- **What you should do**
Could you return the lines below exactly, from the first line up to and including the line that holds "for y in 0..out_shape[1]"?

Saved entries

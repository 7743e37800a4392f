use std::{
    fs::File,
    io::{BufReader, Cursor, Read, Seek},
    path::Path,
};

use npyz::{DType, NpyFile, Order};
use tiff::{
    ColorType,
    decoder::{Decoder, DecodingResult, Limits},
};

use crate::{Volume, VolumeData};

/// How the axes of an input array map onto Z, Y, X.
#[derive(Debug, Clone, Copy, PartialEq, Eq, Default)]
pub enum AxisOrder {
    /// Axes are already Z, Y, X.
    #[default]
    Zyx,
    /// Axes are X, Y, Z; the first and last are swapped on load.
    Xyz,
}

/// Reorder samples stored in `order` with file axes `shape` into C-order Z, Y, X.
fn to_zyx<T: Copy>(
    data: Vec<T>,
    shape: [u64; 3],
    order: Order,
    axis_order: AxisOrder,
) -> (Vec<T>, [u64; 3]) {
    let fortran = matches!(order, Order::Fortran);
    let [a0, a1, a2] = shape;
    match (fortran, axis_order) {
        (false, AxisOrder::Zyx) => return (data, shape),
        (true, AxisOrder::Xyz) => return (data, [a2, a1, a0]),
        _ => {}
    }

    let offset = |i0: u64, i1: u64, i2: u64| -> usize {
        if fortran {
            (i0 + a0 * (i1 + a1 * i2)) as usize
        } else {
            ((i0 * a1 + i1) * a2 + i2) as usize
        }
    };
    let out_shape = match axis_order {
        AxisOrder::Zyx => shape,
        AxisOrder::Xyz => [a2, a1, a0],
    };
    let mut out = Vec::with_capacity(data.len());
    for z in 0..out_shape[0] {
        for y in 0..out_shape[1] {
            for x in 0..out_shape[2] {
                let idx = match axis_order {
                    AxisOrder::Zyx => offset(z, y, x),
                    AxisOrder::Xyz => offset(x, y, z),
                };
                out.push(data[idx]);
            }
        }
    }
    (out, out_shape)
}

fn reorder(
    data: VolumeData,
    shape: [u64; 3],
    order: Order,
    axis_order: AxisOrder,
) -> (VolumeData, [u64; 3]) {
    match data {
        VolumeData::Uint8(v) => {
            let (v, shape) = to_zyx(v, shape, order, axis_order);
            (VolumeData::Uint8(v), shape)
        }
        VolumeData::Uint16(v) => {
            let (v, shape) = to_zyx(v, shape, order, axis_order);
            (VolumeData::Uint16(v), shape)
        }
    }
}

/// Load a 3D `uint8` or `uint16` NumPy array.
///
/// The volume gets unit voxels in the default unit;
/// use [Volume::with_voxels] to set the physical scale.
pub fn read_npy(bytes: &[u8], axis_order: AxisOrder) -> crate::Result<Volume> {
    let npy = NpyFile::new(bytes)?;
    let shape: [u64; 3] = npy.shape().try_into().map_err(|_| {
        crate::Error::general(format!("expected a 3D array, got shape {:?}", npy.shape()))
    })?;
    let order = npy.order();
    let type_str = match npy.dtype() {
        DType::Plain(ts) => ts.to_string(),
        d => {
            return Err(crate::Error::UnsupportedSampleType(format!("{d:?}")));
        }
    };
    // Strip the byte order character; npyz handles swapping.
    let data = match type_str.trim_start_matches(['<', '>', '|', '=']) {
        "u1" => VolumeData::Uint8(npy.into_vec()?),
        "u2" => VolumeData::Uint16(npy.into_vec()?),
        _ => return Err(crate::Error::UnsupportedSampleType(type_str.clone())),
    };
    let (data, shape) = reorder(data, shape, order, axis_order);
    Volume::with_default_voxels(shape, data)
}

pub fn read_npy_file(path: impl AsRef<Path>, axis_order: AxisOrder) -> crate::Result<Volume> {
    let bytes = std::fs::read(path.as_ref())?;
    log::debug!("read {} bytes from {}", bytes.len(), path.as_ref().display());
    read_npy(&bytes, axis_order)
}

fn decode_tiff<R: Read + Seek>(reader: R, axis_order: AxisOrder) -> crate::Result<Volume> {
    let mut decoder = Decoder::new(reader)?.with_limits(Limits::unlimited());
    let (width, height) = decoder.dimensions()?;
    let color_type = decoder.colortype()?;
    let mut data = match color_type {
        ColorType::Gray(8) => VolumeData::Uint8(Vec::new()),
        ColorType::Gray(16) => VolumeData::Uint16(Vec::new()),
        c => return Err(crate::Error::UnsupportedSampleType(format!("{c:?}"))),
    };

    let mut pages = 0;
    loop {
        if decoder.dimensions()? != (width, height) || decoder.colortype()? != color_type {
            return Err(crate::Error::general(format!(
                "page {pages} differs from the first page ({width}x{height} {color_type:?})"
            )));
        }
        match (&mut data, decoder.read_image()?) {
            (VolumeData::Uint8(v), DecodingResult::U8(page)) => v.extend(page),
            (VolumeData::Uint16(v), DecodingResult::U16(page)) => v.extend(page),
            _ => {
                return Err(crate::Error::UnsupportedSampleType(format!(
                    "{color_type:?} page {pages}"
                )));
            }
        }
        pages += 1;
        if !decoder.more_images() {
            break;
        }
        decoder.next_image()?;
    }

    // Pages are stacked along the first axis; rows are C order.
    let shape = [pages, height as u64, width as u64];
    let (data, shape) = reorder(data, shape, Order::C, axis_order);
    Volume::with_default_voxels(shape, data)
}

/// Load a multi-page greyscale TIFF of 8 or 16 bits per sample, one page per slice.
///
/// With [AxisOrder::Zyx] pages become Z slices;
/// with [AxisOrder::Xyz] the page axis and the column axis are swapped.
pub fn read_tiff(bytes: &[u8], axis_order: AxisOrder) -> crate::Result<Volume> {
    decode_tiff(Cursor::new(bytes), axis_order)
}

pub fn read_tiff_file(path: impl AsRef<Path>, axis_order: AxisOrder) -> crate::Result<Volume> {
    let file = File::open(path.as_ref())?;
    let volume = decode_tiff(BufReader::new(file), axis_order)?;
    log::debug!(
        "read {:?} volume from {}",
        volume.shape(),
        path.as_ref().display()
    );
    Ok(volume)
}
use crate::volume::SampleType;

pub type Result<T, E = Error> = std::result::Result<T, E>;

/// Errors which abort an operation before or instead of transferring data.
#[derive(Debug, thiserror::Error)]
pub enum Error {
    #[error("{0}")]
    General(String),
    #[error("chunk size must be positive")]
    InvalidChunkSize,
    #[error("invalid BossDB URL {url:?}: {reason}")]
    InvalidUrl { url: String, reason: String },
    #[error("destination extent has not been declared")]
    UndeclaredExtent,
    #[error("declared extent {declared:?} does not match {requested:?}")]
    ExtentMismatch {
        declared: Box<crate::Extent>,
        requested: Box<crate::Extent>,
    },
    #[error("region {region:?} lies outside the declared shape {shape:?}")]
    OutOfExtent {
        region: crate::Region,
        shape: [u64; 3],
    },
    #[error("expected {expected} samples, got {actual}")]
    SampleType {
        expected: SampleType,
        actual: SampleType,
    },
    #[error("unsupported sample type: {0}")]
    UnsupportedSampleType(String),
    #[error(transparent)]
    SerdeJson(#[from] serde_json::Error),
    #[error(transparent)]
    Io(#[from] std::io::Error),
    #[error(transparent)]
    Tiff(#[from] tiff::TiffError),
    #[error(transparent)]
    Storage(#[from] zarrs::storage::StorageError),
    #[error(transparent)]
    ArrayCreate(#[from] zarrs::array::ArrayCreateError),
    #[error(transparent)]
    Transfer(#[from] TransferError),
    #[error(transparent)]
    Wrapped(Box<dyn std::error::Error + Send + Sync>),
}

impl Error {
    pub fn general(message: impl Into<String>) -> Self {
        Self::General(message.into())
    }

    pub fn wrap(error: impl std::error::Error + Send + Sync + 'static) -> Self {
        Self::Wrapped(Box::new(error))
    }

    pub(crate) fn invalid_url(url: &str, reason: impl Into<String>) -> Self {
        Self::InvalidUrl {
            url: url.to_owned(),
            reason: reason.into(),
        }
    }
}

/// Failure of a single read or write against a store.
///
/// Only [TransferError::Transient] failures are retried.
#[derive(Debug, Clone, PartialEq, Eq, thiserror::Error)]
pub enum TransferError {
    #[error("transient: {0}")]
    Transient(String),
    #[error("fatal: {0}")]
    Fatal(String),
}

impl TransferError {
    pub fn transient(error: impl std::fmt::Display) -> Self {
        Self::Transient(error.to_string())
    }

    pub fn fatal(error: impl std::fmt::Display) -> Self {
        Self::Fatal(error.to_string())
    }

    pub fn is_retryable(&self) -> bool {
        matches!(self, Self::Transient(_))
    }
}

impl From<zarrs::storage::StorageError> for TransferError {
    fn from(value: zarrs::storage::StorageError) -> Self {
        Self::transient(value)
    }
}

impl From<zarrs::array::ArrayError> for TransferError {
    fn from(value: zarrs::array::ArrayError) -> Self {
        match value {
            zarrs::array::ArrayError::StorageError(e) => e.into(),
            e => Self::fatal(e),
        }
    }
}
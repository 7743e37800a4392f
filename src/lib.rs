pub mod bossdb;
pub mod chunk;
pub mod config;
mod error;
pub mod metadata;
pub mod readers;
pub mod report;
pub mod retry;
pub mod storage;
pub mod transfer;
pub mod upload;
mod volume;

pub use zarrs;

pub use bossdb::{BossDbUrl, ChannelKind, UploadPayload};
pub use chunk::{ChunkRange, TransferPlan};
pub use config::TransferConfig;
pub use error::{Error, Result, TransferError};
pub use report::{ChunkResult, Direction, TransferReport};
pub use transfer::ChunkedTransfer;
pub use volume::{DEFAULT_VOXEL_UNIT, Extent, Region, SampleType, Volume, VolumeData};
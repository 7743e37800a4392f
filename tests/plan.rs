use zstack_transfer::{ChunkRange, Error, TransferPlan};

fn check_plan(axis_length: u64, chunk_size: u64) {
    let plan = TransferPlan::new(axis_length, chunk_size).expect("valid plan");
    let chunks: Vec<ChunkRange> = plan.chunks().collect();

    assert_eq!(chunks.len() as u64, axis_length.div_ceil(chunk_size));
    assert_eq!(chunks.len(), plan.num_chunks());

    let mut expected_start = 0;
    for (i, c) in chunks.iter().enumerate() {
        assert_eq!(c.index, i);
        assert_eq!(c.start, expected_start, "chunks must be contiguous");
        assert!(!c.is_empty());
        assert!(c.len() <= chunk_size);
        expected_start = c.stop;
    }
    assert_eq!(expected_start, axis_length, "chunks must cover the axis");

    if let Some(last) = chunks.last() {
        let rem = axis_length % chunk_size;
        let expected = if rem == 0 { chunk_size } else { rem };
        assert_eq!(last.len(), expected);
    }
}

#[test]
fn test_chunks_cover_axis() {
    for axis_length in [0, 1, 2, 15, 16, 17, 31, 32, 33, 50, 100, 257] {
        for chunk_size in [1, 2, 3, 7, 16, 64, 300] {
            check_plan(axis_length, chunk_size);
        }
    }
}

#[test]
fn test_remainder_chunk() {
    let plan = TransferPlan::new(50, 16).unwrap();
    let ranges: Vec<_> = plan.chunks().map(|c| c.range()).collect();
    assert_eq!(ranges, vec![0..16, 16..32, 32..48, 48..50]);
}

#[test]
fn test_even_chunks() {
    let plan = TransferPlan::new(32, 16).unwrap();
    let ranges: Vec<_> = plan.chunks().map(|c| c.range()).collect();
    assert_eq!(ranges, vec![0..16, 16..32]);
}

#[test]
fn test_single_chunk_larger_than_axis() {
    let plan = TransferPlan::new(5, 16).unwrap();
    assert_eq!(plan.num_chunks(), 1);
    assert_eq!(plan.chunk(0).unwrap().range(), 0..5);
    assert!(plan.chunk(1).is_none());
}

#[test]
fn test_empty_axis() {
    let plan = TransferPlan::new(0, 16).unwrap();
    assert_eq!(plan.num_chunks(), 0);
    assert_eq!(plan.chunks().count(), 0);
}

#[test]
fn test_zero_chunk_size() {
    assert!(matches!(
        TransferPlan::new(10, 0),
        Err(Error::InvalidChunkSize)
    ));
}
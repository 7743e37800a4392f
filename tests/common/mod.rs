#![allow(dead_code)]

use std::collections::HashMap;
use std::sync::Mutex;

use zstack_transfer::{
    Extent, Region, TransferError, Volume, VolumeData,
    bossdb::{Resource, ResourceRegistry},
    storage::{Declaration, MemoryVolumeStore, RegionSink, RegionSource, VolumeStore},
};

pub fn init_logging() {
    env_logger::try_init().ok();
}

/// A `uint16` volume whose samples count up from 0 in C order.
pub fn ramp_volume(shape: [u64; 3]) -> Volume {
    let n: u64 = shape.iter().product();
    let data: Vec<u16> = (0..n).map(|i| (i % u16::MAX as u64) as u16).collect();
    Volume::with_default_voxels(shape, data).expect("valid volume")
}

#[derive(Debug, Clone, Copy)]
pub enum Failure {
    /// Fail this many times with a transient error, then succeed.
    Transient(u32),
    /// Always fail with a transient error.
    Always,
    /// Always fail with a fatal error.
    Fatal,
}

/// Injected failures and attempt counts, keyed by the first Z slice of the region.
#[derive(Default)]
struct Faults {
    failures: Mutex<HashMap<u64, Failure>>,
    attempts: Mutex<HashMap<u64, u32>>,
}

impl Faults {
    fn attempt(&self, z: u64) -> Result<(), TransferError> {
        *self.attempts.lock().unwrap().entry(z).or_default() += 1;
        match self.failures.lock().unwrap().get_mut(&z) {
            Some(Failure::Always) => Err(TransferError::transient("connection reset")),
            Some(Failure::Fatal) => Err(TransferError::fatal("403 forbidden")),
            Some(Failure::Transient(n)) if *n > 0 => {
                *n -= 1;
                Err(TransferError::transient("504 gateway timeout"))
            }
            _ => Ok(()),
        }
    }

    fn attempts(&self, z: u64) -> u32 {
        self.attempts
            .lock()
            .unwrap()
            .get(&z)
            .copied()
            .unwrap_or_default()
    }
}

/// A [MemoryVolumeStore] whose reads and writes fail on demand.
#[derive(Default)]
pub struct FlakyStore {
    inner: MemoryVolumeStore,
    reads: Faults,
    writes: Faults,
}

impl FlakyStore {
    pub fn with_extent(extent: Extent) -> Self {
        Self {
            inner: MemoryVolumeStore::with_extent(extent),
            ..Default::default()
        }
    }

    /// Fail writes of the region starting at `z_start`.
    pub fn fail_at(self, z_start: u64, failure: Failure) -> Self {
        self.writes
            .failures
            .lock()
            .unwrap()
            .insert(z_start, failure);
        self
    }

    /// Fail reads of the region starting at `z_start`.
    pub fn fail_reads_at(self, z_start: u64, failure: Failure) -> Self {
        self.reads
            .failures
            .lock()
            .unwrap()
            .insert(z_start, failure);
        self
    }

    /// Number of writes attempted for the region starting at `z_start`.
    pub fn attempts(&self, z_start: u64) -> u32 {
        self.writes.attempts(z_start)
    }

    /// Number of reads attempted for the region starting at `z_start`.
    pub fn read_attempts(&self, z_start: u64) -> u32 {
        self.reads.attempts(z_start)
    }

    pub fn into_inner(self) -> MemoryVolumeStore {
        self.inner
    }
}

impl RegionSource for FlakyStore {
    fn read_region(&self, region: &Region) -> Result<VolumeData, TransferError> {
        self.reads.attempt(region.z.start)?;
        self.inner.read_region(region)
    }
}

impl RegionSink for FlakyStore {
    fn write_region(&self, region: &Region, data: &VolumeData) -> Result<(), TransferError> {
        self.writes.attempt(region.z.start)?;
        self.inner.write_region(region, data)
    }

    fn contains_region(&self, region: &Region) -> Result<Option<bool>, TransferError> {
        self.inner.contains_region(region)
    }
}

impl VolumeStore for FlakyStore {
    fn extent(&self) -> zstack_transfer::Result<Option<Extent>> {
        self.inner.extent()
    }

    fn declare_extent(
        &self,
        extent: &Extent,
        overwrite: bool,
    ) -> zstack_transfer::Result<Declaration> {
        self.inner.declare_extent(extent, overwrite)
    }
}

/// An in-memory [ResourceRegistry] recording creation order.
#[derive(Default)]
pub struct FakeRegistry {
    pub resources: Mutex<Vec<Resource>>,
    pub created: Mutex<Vec<String>>,
}

impl FakeRegistry {
    pub fn with(resources: Vec<Resource>) -> Self {
        Self {
            resources: Mutex::new(resources),
            ..Default::default()
        }
    }
}

fn same_resource(a: &Resource, b: &Resource) -> bool {
    std::mem::discriminant(a) == std::mem::discriminant(b) && a.name() == b.name()
}

impl ResourceRegistry for FakeRegistry {
    fn get(&self, resource: &Resource) -> zstack_transfer::Result<Option<Resource>> {
        Ok(self
            .resources
            .lock()
            .unwrap()
            .iter()
            .find(|r| same_resource(r, resource))
            .cloned())
    }

    fn create(&self, resource: &Resource) -> zstack_transfer::Result<Resource> {
        self.resources.lock().unwrap().push(resource.clone());
        self.created
            .lock()
            .unwrap()
            .push(resource.name().to_string());
        Ok(resource.clone())
    }
}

- **Solution to this task**
repository 7743e37800a4392f
use std::{
    fs::File,
    io::{BufReader, Cursor, Read, Seek},
    path::Path,
};

use npyz::{DType, NpyFile, Order};
use tiff::{
    ColorType,
    decoder::{Decoder, DecodingResult, Limits},
};

use crate::{Volume, VolumeData};

/// How the axes of an input array map onto Z, Y, X.
#[derive(Debug, Clone, Copy, PartialEq, Eq, Default)]
pub enum AxisOrder {
    /// Axes are already Z, Y, X.
    #[default]
    Zyx,
    /// Axes are X, Y, Z; the first and last are swapped on load.
    Xyz,
}

/// Reorder samples stored in `order` with file axes `shape` into C-order Z, Y, X.
fn to_zyx<T: Copy>(
    data: Vec<T>,
    shape: [u64; 3],
    order: Order,
    axis_order: AxisOrder,
) -> (Vec<T>, [u64; 3]) {
    let fortran = matches!(order, Order::Fortran);
    let [a0, a1, a2] = shape;
    match (fortran, axis_order) {
        (false, AxisOrder::Zyx) => return (data, shape),
        (true, AxisOrder::Xyz) => return (data, [a2, a1, a0]),
        _ => {}
    }

    let offset = |i0: u64, i1: u64, i2: u64| -> usize {
        if fortran {
            (i0 + a0 * (i1 + a1 * i2)) as usize
        } else {
            ((i0 * a1 + i1) * a2 + i2) as usize
        }
    };
    let out_shape = match axis_order {
        AxisOrder::Zyx => shape,
        AxisOrder::Xyz => [a2, a1, a0],
    };
    let mut out = Vec::with_capacity(data.len());
    for z in 0..out_shape[0] {
        for y in 0..out_shape[1] {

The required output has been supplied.